Tahirou Barry :Je me bats actuellement pour mériter la confiance du peuple afin de conquérir le pouvoir et le mettre à son service.Par conséquent,la question du report des voix n’est pas à l’ordre du jour. C’est vrai que certains ne croient pas en nos chances parce qu’on est sans moyens et sans réseau international ! Mais avoir de longues plumes ne veut pas dire voler haut. Les réseaux internationaux sont des instruments de servitude. Même sans moyens,on a de grands rêves et de fortes convictions. Le prophète Mahomet nous enseigne que la richesse n’est pas dans l’abondance mais plutôt dans la grandeur de l’âme et ce sont des valeurs qui nous éclairent chaque jour et nous guident. L’essentiel, c’est de travailler, comme le disait le président Thomas Sankara , à avoir des hommes convaincus de notre idéal et non des hommes vaincus.

Lefaso.net : Une récente « prophétie » du père Christian Boglo qui a prédit la chute de Blaise et la dissolution du RSP vous donne vainqueur à la prochaine présidentielle. Croyez-vous à une telle prédiction ?
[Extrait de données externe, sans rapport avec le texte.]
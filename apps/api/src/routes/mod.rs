pub mod health;

use axum::{
    routing::{get, post, put},
    Router,
};

use crate::auth::handlers as auth;
use crate::builder::handlers as builder;
use crate::chat::handlers as chat;
use crate::gate::handlers as gate;
use crate::plans;
use crate::render::handlers as export;
use crate::state::AppState;

pub fn build_router(state: AppState) -> Router {
    Router::new()
        .route("/health", get(health::health_handler))
        // Pricing
        .route("/api/v1/plans", get(plans::handle_list_plans))
        // Accounts & session
        .route("/api/v1/auth/register", post(auth::handle_register))
        .route("/api/v1/auth/login", post(auth::handle_login))
        .route("/api/v1/auth/logout", post(auth::handle_logout))
        .route("/api/v1/auth/me", get(auth::handle_me))
        // Gate
        .route("/api/v1/gate", get(gate::handle_gate_status))
        .route("/api/v1/gate/select-plan", post(gate::handle_select_plan))
        .route("/api/v1/gate/navigate", post(gate::handle_navigate))
        .route(
            "/api/v1/gate/auth-prompt/close",
            post(gate::handle_close_auth_prompt),
        )
        // Builder
        .route("/api/v1/builder", get(builder::handle_get_builder))
        .route("/api/v1/builder/resume", put(builder::handle_put_resume))
        .route(
            "/api/v1/builder/cover-letter",
            put(builder::handle_put_cover_letter),
        )
        .route("/api/v1/builder/assist", post(builder::handle_assist))
        // Chat
        .route(
            "/api/v1/chat",
            get(chat::handle_get_transcript).post(chat::handle_send_message),
        )
        // Export
        .route("/api/v1/export/resume", get(export::handle_export_resume))
        .route(
            "/api/v1/export/cover-letter",
            get(export::handle_export_cover_letter),
        )
        .with_state(state)
}
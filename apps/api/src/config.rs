use std::path::PathBuf;

use anyhow::{Context, Result};

/// Application configuration loaded from environment variables.
#[derive(Debug, Clone)]
pub struct Config {
    pub gemini_api_key: String,
    pub data_dir: PathBuf,
    pub port: u16,
    pub rust_log: String,
    /// How long the simulated checkout takes to confirm.
    pub checkout_delay_ms: u64,
}

impl Config {
    pub fn from_env() -> Result<Self> {
        dotenvy::dotenv().ok(); // load .env if present; ignore if missing

        Ok(Config {
            gemini_api_key: require_env("GEMINI_API_KEY")?,
            data_dir: std::env::var("DATA_DIR")
                .unwrap_or_else(|_| "./data".to_string())
                .into(),
            port: std::env::var("PORT")
                .unwrap_or_else(|_| "8080".to_string())
                .parse::<u16>()
                .context("PORT must be a valid port number")?,
            rust_log: std::env::var("RUST_LOG").unwrap_or_else(|_| "info".to_string()),
            checkout_delay_ms: std::env::var("CHECKOUT_DELAY_MS")
                .unwrap_or_else(|_| "1500".to_string())
                .parse::<u64>()
                .context("CHECKOUT_DELAY_MS must be a number of milliseconds")?,
        })
    }
}

fn require_env(key: &str) -> Result<String> {
    std::env::var(key).with_context(|| format!("Required environment variable '{key}' is not set"))
}
use axum::{
    extract::State,
    http::header,
    response::{IntoResponse, Response},
};

use crate::errors::AppError;
use crate::render::ExportedDocument;
use crate::state::AppState;

fn attachment_response(doc: ExportedDocument) -> Response {
    (
        [
            (header::CONTENT_TYPE, doc.content_type.to_string()),
            (
                header::CONTENT_DISPOSITION,
                format!("attachment; filename=\"{}\"", doc.file_name),
            ),
        ],
        doc.bytes,
    )
        .into_response()
}

/// GET /api/v1/export/resume
///
/// Download of the current resume as a print document. A failed export
/// reports and changes nothing.
pub async fn handle_export_resume(State(state): State<AppState>) -> Result<Response, AppError> {
    let exported = {
        let core = state.lock_core();
        core.gate.active_tier().ok_or(AppError::BuilderLocked)?;
        state.exporter.export_resume(&core.resume)?
    };
    Ok(attachment_response(exported))
}

/// GET /api/v1/export/cover-letter
pub async fn handle_export_cover_letter(
    State(state): State<AppState>,
) -> Result<Response, AppError> {
    let exported = {
        let core = state.lock_core();
        core.gate.active_tier().ok_or(AppError::BuilderLocked)?;
        state
            .exporter
            .export_cover_letter(&core.cover_letter, &core.resume)?
    };
    Ok(attachment_response(exported))
}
Tahirou Barry :Je dis merci au père Boglo pour cette prophétie mais ce qui m’importe est de me battre sur le terrain en implorant Dieu pour sa protection et sa guidance. « L’avenir n’est à personne. L’avenir est à Dieu ! » nous dit Victor Hugo dans les chants du crépuscule. Je suis engagé dans une longue marche à travers des chemins tortueux où je supporte beaucoup de coups, de blessures, de trahisons tant dans ma personne que dans ma profession mais je prie toujours le seigneur pour qu’il me conduise sur le rocher que je ne puis atteindre. C’est Dieu seul, l’omniscient et l’omnipotent qui sait ce qui est en nous et ce qui est meilleur pour nous.

Lefaso.net :Qu’est-ce qui vous tient encore à cœur comme message ;
-d’abord, à l’endroit des autorités de la transition,

Tahirou Barry :C’est de ne jamais oublier d’où on vient et ne jamais trahir les valeurs de l’insurrection. Nos dirigeants devraient s’investir à fond pour parachever certaines œuvres dans cette période car c’est le moment idéal de jeter les bases d’une nation nouvelle et forte.La France a fait sa révolution en aout 1789 pour abolir les privilèges.Elle a fait son soulèvement en juin 1848 pour asseoir les fondements de l’égalité.Nous avons fait notre révolution en aout 1983 pour restituer au Burkinabè sa dignité et son intégrité.Le Mali a fait son insurrection en mars 1991 pour restaurer la démocratie après 23 ans de dictature.Chez nous,notre insurrection s’est engagée pour restaurer la démocratie et la justice. La transition ne doit pas s’y dérober.
-ensuite, à la classe politique,
C’est d’avoir l’amour de la patrie et se refuser à servir au peuple des hallucinogènes en lieu et place des idées face aux profondes aspirations du peuple.

-et, enfin, à l’ensemble du peuple burkinabè ?
C’est de se déterminer lors des prochaines élections en toute âme et conscience en mesurant tous les enjeux et en pensant à l’avenir de la nation.